## DIRECTIONS
After locating the line that contains "Some hull families" in the records below, write out exactly that line and each line after it through the one that contains "use crate::fitting::Fitting;", and nothing else.

== SUPPLIED ENTRIES ==

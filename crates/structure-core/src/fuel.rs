//! Service module fuel consumption.
//!
//! A structure burns fuel for each online service module. Some hull families
//! consume less for their specialised services; those discounts live in a
//! [`FuelBonusTable`] keyed by structure group (or, for hull-specific
//! exceptions, structure type) and then by module group.

use std::collections::HashMap;
use std::path::Path;

use serde::{Deserialize, Serialize};
use tracing::debug;

use crate::catalog::{ATTR_SERVICE_FUEL_PER_HOUR, ItemType};
use crate::error::{CoreError, Result};
use crate::fitting::Fitting;

/// Structure group: Engineering Complex.
pub const GROUP_ENGINEERING_COMPLEX: i32 = 1404;
/// Structure group: Refinery.
pub const GROUP_REFINERY: i32 = 1406;
/// Structure group: Citadel.
pub const GROUP_CITADEL: i32 = 1657;

/// Module group: Structure Engineering Service Module.
pub const GROUP_ENGINEERING_SERVICE: i32 = 1415;
/// Module group: Structure Resource Processing Service Module.
pub const GROUP_RESOURCE_PROCESSING_SERVICE: i32 = 1322;
/// Module group: Structure Citadel Service Module.
pub const GROUP_CITADEL_SERVICE: i32 = 1321;

type BonusMap = HashMap<i32, HashMap<i32, f64>>;

/// Fuel multipliers per structure and module group.
///
/// Lookups try the structure's exact type first, then its group. Pairs with
/// no entry consume at the module's base rate.
#[derive(Debug, Clone, PartialEq, Serialize, Deserialize)]
pub struct FuelBonusTable {
    /// structure group id -> module group id -> multiplier.
    #[serde(default)]
    pub by_group: BonusMap,
    /// structure type id -> module group id -> multiplier.
    #[serde(default)]
    pub by_type: BonusMap,
}

impl Default for FuelBonusTable {
    fn default() -> Self {
        Self::empty()
            .with_group_bonus(GROUP_ENGINEERING_COMPLEX, GROUP_ENGINEERING_SERVICE, 0.75)
            .with_group_bonus(GROUP_REFINERY, GROUP_RESOURCE_PROCESSING_SERVICE, 0.80)
            .with_group_bonus(GROUP_CITADEL, GROUP_CITADEL_SERVICE, 0.75)
    }
}

impl FuelBonusTable {
    /// Creates a table with no discounts.
    #[must_use]
    pub fn empty() -> Self {
        Self {
            by_group: HashMap::new(),
            by_type: HashMap::new(),
        }
    }

    /// Adds a discount for every hull in a structure group.
    #[must_use]
    pub fn with_group_bonus(mut self, structure_group: i32, module_group: i32, multiplier: f64) -> Self {
        self.by_group
            .entry(structure_group)
            .or_default()
            .insert(module_group, multiplier);
        self
    }

    /// Adds a discount for one hull type, overriding its group entry.
    #[must_use]
    pub fn with_type_bonus(mut self, structure_type: i32, module_group: i32, multiplier: f64) -> Self {
        self.by_type
            .entry(structure_type)
            .or_default()
            .insert(module_group, multiplier);
        self
    }

    /// Parses a table from JSON and validates it.
    pub fn from_json(json: &str) -> Result<Self> {
        let table: Self = serde_json::from_str(json)?;
        table.validate()?;
        Ok(table)
    }

    /// Reads a table from a JSON file.
    pub fn from_path(path: &Path) -> Result<Self> {
        let json = std::fs::read_to_string(path).map_err(|source| CoreError::Io {
            path: path.to_path_buf(),
            source,
        })?;
        let table = Self::from_json(&json)?;
        debug!(
            path = %path.display(),
            groups = table.by_group.len(),
            types = table.by_type.len(),
            "loaded fuel bonus table"
        );
        Ok(table)
    }

    /// Checks every multiplier is finite and positive.
    pub fn validate(&self) -> Result<()> {
        let entries = self
            .by_group
            .iter()
            .chain(&self.by_type)
            .flat_map(|(structure, modules)| modules.iter().map(move |(m, v)| (*structure, *m, *v)));
        for (structure, module, multiplier) in entries {
            if !multiplier.is_finite() || multiplier <= 0.0 {
                return Err(CoreError::InvalidFuelBonus {
                    reason: format!(
                        "multiplier {multiplier} for structure {structure} and module group {module} must be positive"
                    ),
                });
            }
        }
        Ok(())
    }

    /// Returns the multiplier for a module group fitted to a structure type.
    #[must_use]
    pub fn multiplier(&self, structure_type: &ItemType, module_group: i32) -> f64 {
        self.by_type
            .get(&structure_type.type_id)
            .and_then(|modules| modules.get(&module_group))
            .or_else(|| {
                self.by_group
                    .get(&structure_type.group_id)
                    .and_then(|modules| modules.get(&module_group))
            })
            .copied()
            .unwrap_or(1.0)
    }
}

/// Computes the hourly fuel consumption of a structure's service modules.
///
/// # Errors
///
/// Returns `CoreError::MissingFuelAttribute` if a service module type has no
/// fuel consumption attribute.
pub fn fuel_rate(structure_type: &ItemType, fitting: &Fitting, table: &FuelBonusTable) -> Result<f64> {
    let mut rate = 0.0;
    for service in fitting.services() {
        let module = &service.item_type;
        let hourly = module
            .attribute(ATTR_SERVICE_FUEL_PER_HOUR)
            .ok_or_else(|| CoreError::MissingFuelAttribute {
                type_id: module.type_id,
                name: module.name.clone(),
            })?;
        rate += hourly * table.multiplier(structure_type, module.group_id);
    }
    Ok(rate)
}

===

## RESULT OF THE TASK
//! A structure burns fuel for each online service module. Some hull families
//! consume less for their specialised services; those discounts live in a
//! [`FuelBonusTable`] keyed by structure group (or, for hull-specific
//! exceptions, structure type) and then by module group.

use std::collections::HashMap;
use std::path::Path;

use serde::{Deserialize, Serialize};
use tracing::debug;

use crate::catalog::{ATTR_SERVICE_FUEL_PER_HOUR, ItemType};
use crate::error::{CoreError, Result};
use crate::fitting::Fitting;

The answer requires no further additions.